Supplied records below:
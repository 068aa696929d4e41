use itertools::izip;
use log::debug;
use ndarray::Zip;
use rand::Rng;
use rand_distr::StandardNormal;

use crate::{
    math::{all_finite, same_keys, tensor_mul, tensor_sum_sq_scaled},
    model::{Momentum, Position, Tensor, VarMap, VariableRef},
};

/// Settings for mass matrix adaptation
#[derive(Debug, Clone, Copy)]
pub struct PotentialSettings {
    /// Number of accepted positions that make up one estimation window.
    /// The mass matrix is replaced by the estimate at the end of every window.
    pub window_size: u64,
    /// Lower and upper bound for the estimated variances.
    pub variance_clamp: (f64, f64),
}

impl Default for PotentialSettings {
    fn default() -> Self {
        Self {
            window_size: 50,
            variance_clamp: (1e-10, 1e10),
        }
    }
}

/// Diagonal mass matrix, stored as its inverse (the posterior variance
/// estimate) together with the inverse standard deviations used to draw
/// momenta.
#[derive(Debug, Clone)]
pub(crate) struct DiagMassMatrix {
    variance: VarMap<Tensor>,
    inv_stds: VarMap<Tensor>,
}

impl DiagMassMatrix {
    pub(crate) fn unit(position: &Position) -> Self {
        let ones: VarMap<Tensor> = position
            .iter()
            .map(|(var, value)| (*var, Tensor::ones(value.raw_dim())))
            .collect();
        Self {
            variance: ones.clone(),
            inv_stds: ones,
        }
    }

    /// Replace the diagonal by `new_variance`.
    ///
    /// Entries that are not finite and positive keep their previous value.
    pub(crate) fn update_diag(&mut self, new_variance: &VarMap<Tensor>, clamp: (f64, f64)) {
        izip!(
            self.variance.values_mut(),
            self.inv_stds.values_mut(),
            new_variance.values()
        )
        .for_each(|(variance, inv_std, new)| {
            Zip::from(variance)
                .and(inv_std)
                .and(new)
                .for_each(|var, inv_std, &x| {
                    if !x.is_finite() || x <= 0f64 {
                        return;
                    }
                    *var = x.clamp(clamp.0, clamp.1);
                    *inv_std = (1. / *var).sqrt();
                });
        });
    }
}

/// Welford estimator of the elementwise variance of a stream of positions.
#[derive(Debug, Clone)]
pub(crate) struct RunningVariance {
    mean: VarMap<Tensor>,
    sum_sq_diff: VarMap<Tensor>,
    count: u64,
}

impl RunningVariance {
    pub(crate) fn new(position: &Position) -> Self {
        let zeros: VarMap<Tensor> = position
            .iter()
            .map(|(var, value)| (*var, Tensor::zeros(value.raw_dim())))
            .collect();
        Self {
            mean: zeros.clone(),
            sum_sq_diff: zeros,
            count: 0,
        }
    }

    pub(crate) fn add_sample(&mut self, position: &Position) {
        self.count += 1;
        let n = self.count as f64;
        izip!(
            self.mean.values_mut(),
            self.sum_sq_diff.values_mut(),
            position.values()
        )
        .for_each(|(mean, sum_sq_diff, value)| {
            Zip::from(mean)
                .and(sum_sq_diff)
                .and(value)
                .for_each(|mean, sum_sq_diff, &x| {
                    let delta = x - *mean;
                    *mean += delta / n;
                    *sum_sq_diff += delta * (x - *mean);
                });
        });
    }

    /// The unbiased sample variance, if at least two samples were added.
    pub(crate) fn current(&self) -> Option<VarMap<Tensor>> {
        if self.count < 2 {
            return None;
        }
        let denom = (self.count - 1) as f64;
        Some(
            self.sum_sq_diff
                .iter()
                .map(|(var, value)| (*var, value / denom))
                .collect(),
        )
    }

    pub(crate) fn count(&self) -> u64 {
        self.count
    }

    pub(crate) fn reset(&mut self) {
        self.mean.values_mut().for_each(|v| v.fill(0.));
        self.sum_sq_diff.values_mut().for_each(|v| v.fill(0.));
        self.count = 0;
    }
}

/// The kinetic energy part of the Hamiltonian.
///
/// Momenta are drawn from `N(0, M)` with a diagonal mass matrix `M`. Without
/// adaptation `M` is the identity.
#[derive(Debug, Clone)]
pub struct Potential {
    mass_matrix: DiagMassMatrix,
    estimator: RunningVariance,
    settings: PotentialSettings,
    num_updates: u64,
}

impl Potential {
    /// A unit-mass potential for the variables (and shapes) of `position`.
    pub fn new(position: &Position, settings: PotentialSettings) -> Self {
        Self {
            mass_matrix: DiagMassMatrix::unit(position),
            estimator: RunningVariance::new(position),
            settings,
            num_updates: 0,
        }
    }

    /// Draw a fresh momentum for every variable.
    pub fn random<R: Rng + ?Sized>(&self, rng: &mut R) -> Momentum {
        self.mass_matrix
            .inv_stds
            .iter()
            .map(|(var, inv_std)| {
                let momentum = inv_std.map(|&s| s * rng.sample::<f64, _>(StandardNormal));
                (*var, momentum)
            })
            .collect()
    }

    /// `0.5 * sum(p^2 / m)` over all variables and elements.
    pub fn kinetic_energy(&self, momentum: &Momentum) -> f64 {
        debug_assert!(same_keys(momentum, &self.mass_matrix.variance));
        0.5 * momentum
            .values()
            .zip(self.mass_matrix.variance.values())
            .map(|(p, var)| tensor_sum_sq_scaled(p, var))
            .sum::<f64>()
    }

    /// The time derivative of the position, `M^-1 p`.
    pub fn velocity(&self, momentum: &Momentum) -> VarMap<Tensor> {
        momentum
            .iter()
            .zip(self.mass_matrix.variance.values())
            .map(|((var, p), variance)| (*var, tensor_mul(p, variance)))
            .collect()
    }

    /// Incorporate an accepted position into the variance estimate.
    ///
    /// At the end of each window the mass matrix is replaced by the inverse
    /// of the estimated variance and a new window starts.
    pub fn update(&mut self, position: &Position) {
        if !same_keys(position, &self.mass_matrix.variance) || !all_finite(position) {
            return;
        }
        self.estimator.add_sample(position);
        if self.estimator.count() < self.settings.window_size {
            return;
        }
        if let Some(variance) = self.estimator.current() {
            self.mass_matrix
                .update_diag(&variance, self.settings.variance_clamp);
            self.num_updates += 1;
            debug!(
                "Updated mass matrix from {} positions (update {})",
                self.estimator.count(),
                self.num_updates
            );
        }
        self.estimator.reset();
    }

    /// The current inverse mass (variance estimate) of a variable.
    pub fn variance(&self, var: &VariableRef) -> Option<&Tensor> {
        self.mass_matrix.variance.get(var)
    }

    pub fn num_updates(&self) -> u64 {
        self.num_updates
    }
}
End of Supplied records.
• _Directions for this task_:
Write out every record verbatim.

• _Task solution_:
repository 068aa696929d4e41
use itertools::izip;
use log::debug;
use ndarray::Zip;
use rand::Rng;
use rand_distr::StandardNormal;

use crate::{
    math::{all_finite, same_keys, tensor_mul, tensor_sum_sq_scaled},
    model::{Momentum, Position, Tensor, VarMap, VariableRef},
};

/// Settings for mass matrix adaptation
#[derive(Debug, Clone, Copy)]
pub struct PotentialSettings {
    /// Number of accepted positions that make up one estimation window.
    /// The mass matrix is replaced by the estimate at the end of every window.
    pub window_size: u64,
    /// Lower and upper bound for the estimated variances.
    pub variance_clamp: (f64, f64),
}

impl Default for PotentialSettings {
    fn default() -> Self {
        Self {
            window_size: 50,
            variance_clamp: (1e-10, 1e10),
        }
    }
}

/// Diagonal mass matrix, stored as its inverse (the posterior variance
/// estimate) together with the inverse standard deviations used to draw
/// momenta.
#[derive(Debug, Clone)]
pub(crate) struct DiagMassMatrix {
    variance: VarMap<Tensor>,
    inv_stds: VarMap<Tensor>,
}

impl DiagMassMatrix {
    pub(crate) fn unit(position: &Position) -> Self {
        let ones: VarMap<Tensor> = position
            .iter()
            .map(|(var, value)| (*var, Tensor::ones(value.raw_dim())))
            .collect();
        Self {
            variance: ones.clone(),
            inv_stds: ones,
        }
    }

    /// Replace the diagonal by `new_variance`.
    ///
    /// Entries that are not finite and positive keep their previous value.
    pub(crate) fn update_diag(&mut self, new_variance: &VarMap<Tensor>, clamp: (f64, f64)) {
        izip!(
            self.variance.values_mut(),
            self.inv_stds.values_mut(),
            new_variance.values()
        )
        .for_each(|(variance, inv_std, new)| {
            Zip::from(variance)
                .and(inv_std)
                .and(new)
                .for_each(|var, inv_std, &x| {
                    if !x.is_finite() || x <= 0f64 {
                        return;
                    }
                    *var = x.clamp(clamp.0, clamp.1);
                    *inv_std = (1. / *var).sqrt();
                });
        });
    }
}

/// Welford estimator of the elementwise variance of a stream of positions.
#[derive(Debug, Clone)]
pub(crate) struct RunningVariance {
    mean: VarMap<Tensor>,
    sum_sq_diff: VarMap<Tensor>,
    count: u64,
}

impl RunningVariance {
    pub(crate) fn new(position: &Position) -> Self {
        let zeros: VarMap<Tensor> = position
            .iter()
            .map(|(var, value)| (*var, Tensor::zeros(value.raw_dim())))
            .collect();
        Self {
            mean: zeros.clone(),
            sum_sq_diff: zeros,
            count: 0,
        }
    }

    pub(crate) fn add_sample(&mut self, position: &Position) {
        self.count += 1;
        let n = self.count as f64;
        izip!(
            self.mean.values_mut(),
            self.sum_sq_diff.values_mut(),
            position.values()
        )
        .for_each(|(mean, sum_sq_diff, value)| {
            Zip::from(mean)
                .and(sum_sq_diff)
                .and(value)
                .for_each(|mean, sum_sq_diff, &x| {
                    let delta = x - *mean;
                    *mean += delta / n;
                    *sum_sq_diff += delta * (x - *mean);
                });
        });
    }

    /// The unbiased sample variance, if at least two samples were added.
    pub(crate) fn current(&self) -> Option<VarMap<Tensor>> {
        if self.count < 2 {
            return None;
        }
        let denom = (self.count - 1) as f64;
        Some(
            self.sum_sq_diff
                .iter()
                .map(|(var, value)| (*var, value / denom))
                .collect(),
        )
    }

    pub(crate) fn count(&self) -> u64 {
        self.count
    }

    pub(crate) fn reset(&mut self) {
        self.mean.values_mut().for_each(|v| v.fill(0.));
        self.sum_sq_diff.values_mut().for_each(|v| v.fill(0.));
        self.count = 0;
    }
}

/// The kinetic energy part of the Hamiltonian.
///
/// Momenta are drawn from `N(0, M)` with a diagonal mass matrix `M`. Without
/// adaptation `M` is the identity.
#[derive(Debug, Clone)]
pub struct Potential {
    mass_matrix: DiagMassMatrix,
    estimator: RunningVariance,
    settings: PotentialSettings,
    num_updates: u64,
}

impl Potential {
    /// A unit-mass potential for the variables (and shapes) of `position`.
    pub fn new(position: &Position, settings: PotentialSettings) -> Self {
        Self {
            mass_matrix: DiagMassMatrix::unit(position),
            estimator: RunningVariance::new(position),
            settings,
            num_updates: 0,
        }
    }

    /// Draw a fresh momentum for every variable.
    pub fn random<R: Rng + ?Sized>(&self, rng: &mut R) -> Momentum {
        self.mass_matrix
            .inv_stds
            .iter()
            .map(|(var, inv_std)| {
                let momentum = inv_std.map(|&s| s * rng.sample::<f64, _>(StandardNormal));
                (*var, momentum)
            })
            .collect()
    }

    /// `0.5 * sum(p^2 / m)` over all variables and elements.
    pub fn kinetic_energy(&self, momentum: &Momentum) -> f64 {
        debug_assert!(same_keys(momentum, &self.mass_matrix.variance));
        0.5 * momentum
            .values()
            .zip(self.mass_matrix.variance.values())
            .map(|(p, var)| tensor_sum_sq_scaled(p, var))
            .sum::<f64>()
    }

    /// The time derivative of the position, `M^-1 p`.
    pub fn velocity(&self, momentum: &Momentum) -> VarMap<Tensor> {
        momentum
            .iter()
            .zip(self.mass_matrix.variance.values())
            .map(|((var, p), variance)| (*var, tensor_mul(p, variance)))
            .collect()
    }

    /// Incorporate an accepted position into the variance estimate.
    ///
    /// At the end of each window the mass matrix is replaced by the inverse
    /// of the estimated variance and a new window starts.
    pub fn update(&mut self, position: &Position) {
        if !same_keys(position, &self.mass_matrix.variance) || !all_finite(position) {
            return;
        }
        self.estimator.add_sample(position);
        if self.estimator.count() < self.settings.window_size {
            return;
        }
        if let Some(variance) = self.estimator.current() {
            self.mass_matrix
                .update_diag(&variance, self.settings.variance_clamp);
            self.num_updates += 1;
            debug!(
                "Updated mass matrix from {} positions (update {})",
                self.estimator.count(),
                self.num_updates
            );
        }
        self.estimator.reset();
    }

    /// The current inverse mass (variance estimate) of a variable.
    pub fn variance(&self, var: &VariableRef) -> Option<&Tensor> {
        self.mass_matrix.variance.get(var)
    }

    pub fn num_updates(&self) -> u64 {
        self.num_updates
    }
}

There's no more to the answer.